Exercise: The output should be all lines of the entries below in which the word "exclude" occurs.

====== Raw data

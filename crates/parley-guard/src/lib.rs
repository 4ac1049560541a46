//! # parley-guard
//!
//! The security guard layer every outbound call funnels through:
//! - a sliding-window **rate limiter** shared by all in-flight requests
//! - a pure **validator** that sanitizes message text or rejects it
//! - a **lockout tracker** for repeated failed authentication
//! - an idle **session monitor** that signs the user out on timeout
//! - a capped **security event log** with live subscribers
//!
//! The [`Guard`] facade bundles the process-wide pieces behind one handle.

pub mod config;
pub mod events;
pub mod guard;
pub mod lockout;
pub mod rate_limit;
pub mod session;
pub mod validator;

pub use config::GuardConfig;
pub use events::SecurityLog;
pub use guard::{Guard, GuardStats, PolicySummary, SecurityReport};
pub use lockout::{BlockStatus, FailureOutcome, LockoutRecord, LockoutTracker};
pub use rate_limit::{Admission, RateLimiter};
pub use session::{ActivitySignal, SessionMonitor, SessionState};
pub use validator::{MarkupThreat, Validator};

============
====== Raw data

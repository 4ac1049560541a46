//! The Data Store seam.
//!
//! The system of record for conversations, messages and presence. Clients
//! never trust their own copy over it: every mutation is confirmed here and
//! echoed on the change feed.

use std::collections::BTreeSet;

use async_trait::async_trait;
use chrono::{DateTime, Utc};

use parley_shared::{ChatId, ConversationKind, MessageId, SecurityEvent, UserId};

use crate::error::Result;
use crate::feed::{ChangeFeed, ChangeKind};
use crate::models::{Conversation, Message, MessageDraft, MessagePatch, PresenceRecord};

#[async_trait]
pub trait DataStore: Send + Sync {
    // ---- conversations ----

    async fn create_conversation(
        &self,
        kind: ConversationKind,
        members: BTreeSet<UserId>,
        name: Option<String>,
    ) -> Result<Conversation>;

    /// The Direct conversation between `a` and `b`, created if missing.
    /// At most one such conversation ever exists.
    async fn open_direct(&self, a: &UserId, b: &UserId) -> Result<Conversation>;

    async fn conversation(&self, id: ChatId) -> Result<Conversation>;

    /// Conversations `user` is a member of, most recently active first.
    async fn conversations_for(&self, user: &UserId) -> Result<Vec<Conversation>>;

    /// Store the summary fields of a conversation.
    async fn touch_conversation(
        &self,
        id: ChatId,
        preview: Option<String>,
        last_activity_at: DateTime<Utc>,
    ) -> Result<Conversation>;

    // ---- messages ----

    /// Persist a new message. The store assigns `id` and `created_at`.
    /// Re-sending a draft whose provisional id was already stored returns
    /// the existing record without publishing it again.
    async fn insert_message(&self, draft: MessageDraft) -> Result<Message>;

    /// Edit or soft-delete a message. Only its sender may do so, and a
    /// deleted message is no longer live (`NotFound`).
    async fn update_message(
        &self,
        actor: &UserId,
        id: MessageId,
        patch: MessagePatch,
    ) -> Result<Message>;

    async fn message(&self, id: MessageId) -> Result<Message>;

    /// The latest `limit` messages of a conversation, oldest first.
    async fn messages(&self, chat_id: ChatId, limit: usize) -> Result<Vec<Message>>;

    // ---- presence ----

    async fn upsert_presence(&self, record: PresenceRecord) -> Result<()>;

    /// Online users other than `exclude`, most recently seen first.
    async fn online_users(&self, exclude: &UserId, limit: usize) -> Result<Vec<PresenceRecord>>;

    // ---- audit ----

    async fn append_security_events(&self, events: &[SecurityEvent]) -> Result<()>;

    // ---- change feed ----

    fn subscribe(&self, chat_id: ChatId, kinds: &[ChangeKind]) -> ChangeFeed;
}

============

Exercise answer:
    /// Online users other than `exclude`, most recently seen first.
    async fn online_users(&self, exclude: &UserId, limit: usize) -> Result<Vec<PresenceRecord>>;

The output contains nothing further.